A limitation of the study is that although respondents included diverse samples of the sites’ adult general populations in terms of age, sex, and educational level, they are unlikely to be fully representative, limiting the generalizability to the population. The percentages of those who declined participation varied across sites and the reasons for declining as well as the demographic characteristics of dropouts are unknown. This needs to be kept in mind especially when interpreting the point estimate of vaccine willingness or mean values and the distribution of predictors. Also, the sites do not reflect the global variability in cultures, thus the status of variables such as conspiracy beliefs as common global predictors requires further validation in more heterogeneous samples of countries. Another limitation is the cross-sectional nature of the design. Although the causal interpretation that mistrust is driving vaccine refusal is tempting, we need to bear in mind that the opposite direction (e.g. vaccine conspiracy could be a post hoc rationalisation of not wanting a vaccine for other reasons) is also a possibility given that we only know that both co-vary at this point. Finally, it needs noting that vaccine willingness may not accurately predict actual vaccine uptake, albeit the low willingness we found seems to be confirmed by the hesitant uptake of the vaccines currently being rolled out26. The extent to which the machine learning model predicting vaccine willingness holds up for predicting actual vaccine intake is also an issue for future research.
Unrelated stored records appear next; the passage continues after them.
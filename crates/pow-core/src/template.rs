//! Block templates as returned by a node's `getblocktemplate` call.

use serde::{Deserialize, Serialize};
use thiserror::Error;

use crate::codec::{digest_from_slice, CodecError};
use crate::hash::reverse_bytes;
use crate::sha256::RawDigest;
use crate::transaction::Transaction;

/// Block template errors.
#[derive(Debug, Error)]
pub enum TemplateError {
    #[error("invalid template JSON: {0}")]
    Json(#[from] serde_json::Error),

    #[error("invalid compact bits: {0:?}")]
    InvalidBits(String),

    #[error(transparent)]
    Codec(#[from] CodecError),
}

/// A candidate transaction listed in a template.
#[derive(Debug, Clone, PartialEq, Eq, Serialize, Deserialize)]
pub struct TemplateTransaction {
    /// Serialized transaction, hex encoded.
    pub data: String,
}

/// The fields of a block template that block assembly needs. Anything else
/// the node sends is ignored.
#[derive(Debug, Clone, PartialEq, Eq, Serialize, Deserialize)]
pub struct BlockTemplate {
    pub version: i32,
    pub curtime: u32,
    /// Compact difficulty target as 8 hex digits, e.g. `"1d00ffff"`.
    pub bits: String,
    /// Previous block hash in display order.
    pub previousblockhash: String,
    pub height: u32,
    pub coinbasevalue: u64,
    #[serde(default)]
    pub transactions: Vec<TemplateTransaction>,
}

impl BlockTemplate {
    pub fn from_json(text: &str) -> Result<Self, TemplateError> {
        Ok(serde_json::from_str(text)?)
    }

    /// Parse the compact difficulty bits.
    pub fn compact_bits(&self) -> Result<u32, TemplateError> {
        let invalid = || TemplateError::InvalidBits(self.bits.clone());
        let bytes: [u8; 4] = hex::decode(&self.bits)
            .map_err(|_| invalid())?
            .try_into()
            .map_err(|_| invalid())?;
        Ok(u32::from_be_bytes(bytes))
    }

    /// The previous block hash in internal byte order.
    pub fn prev_block_hash(&self) -> Result<RawDigest, TemplateError> {
        let bytes = hex::decode(&self.previousblockhash).map_err(CodecError::from)?;
        Ok(reverse_bytes(&digest_from_slice(&bytes)?))
    }

    /// Decode the candidate transactions in template order.
    pub fn decode_transactions(&self) -> Result<Vec<Transaction>, TemplateError> {
        self.transactions
            .iter()
            .map(|tx| Ok(Transaction::from_hex(&tx.data)?))
            .collect()
    }
}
In sum, we found that by using only twelve variables (the combined most important variables from permutation feature importance and SHAP) we were able to achieve an 82% accuracy in predicting vaccine hesitancy, with the most crucial factors being vaccination conspiracy beliefs and a lack of confidence in governments, companies, and organizations in handling the pandemic (i.e., pandemic conspiracy beliefs). The reasons for this type of societal mistrust are manifold27, but have been found to include both individual societal experiences, such as downward social mobility28 and the perception of past and present institutional misperformance29. Institutions that do not perform well, be it by incompetence or elite misbehaviour and corruption, tend to generate distrust30. People are more likely to attend to and believe information that aligns with their expectations (confirmation bias)31. Conspiracy theories align well with negative expectations that have resulted from previous experiences, rendering them more likely to be believed. The high predictive value of vaccine conspiracy beliefs clearly corroborates the efforts towards strategic approaches to detect and mitigate the impact of anti-vaccine activities on social media23,32,33. However, given that our machine learning algorithm performed almost as well by relying solely on other indicators of COVID specific, merely reducing or contradicting vaccine conspiracy information might not be sufficient. Publicly provided vaccine information needs to take these other types of mistrust into account. This could be done by providing information on the safety and effectiveness of the vaccine in a way that enables the recipients to judge its validity for themselves and by complementing information campaigns by policies aimed at regaining peoples’ trust in politicians, industry, science, and the medical profession.


Design & procedure

The design was a cross-sectional online-survey conducted in Hong Kong, Australia, USA, United Kingdom, and Germany. The survey was programmed using the online-survey platform Qualtrics. Participants were recruited using stratified quota sampling to ensure that each sample was quota sampled at each site based on sex, age, and educational attainment. No further eligibility criteria were applied. Data were collected between February and March 2021. We aimed for a sample size of 2500 taking into account the stratification and number of sites, the large number of predictors, and expected small effect sizes of some of the putative predictors. The survey took 25 min in total, beginning with informed consent, followed by socio-demographic assessment and the questionnaire battery, of which further details have been reported elsewhere34. To prevent missing data, participants were required to respond to all questions on each page before being able to continue. The missing data was thus minimal and resulted from initial software errors (Missings were present for: “perceived risk of infection”: 0.2%, n = 7, “preferred sources of information”: 2.8%, n = 72, and “social adversity”: 0.1%, n = 3) or from a “don’t know” answering option (“size of the current home city”: 9.3%, n = 234). Missing values in these independent variables were imputed prior to the analyses using the k-Nearest-Neighbor algorithm, with each missing value being imputed based on the unweighted mean of 3 related cases. Participants who failed any of the attention checks, took shorter than half of the median completion time, or showed patterns of machine responses or duplicate patterns of response were excluded.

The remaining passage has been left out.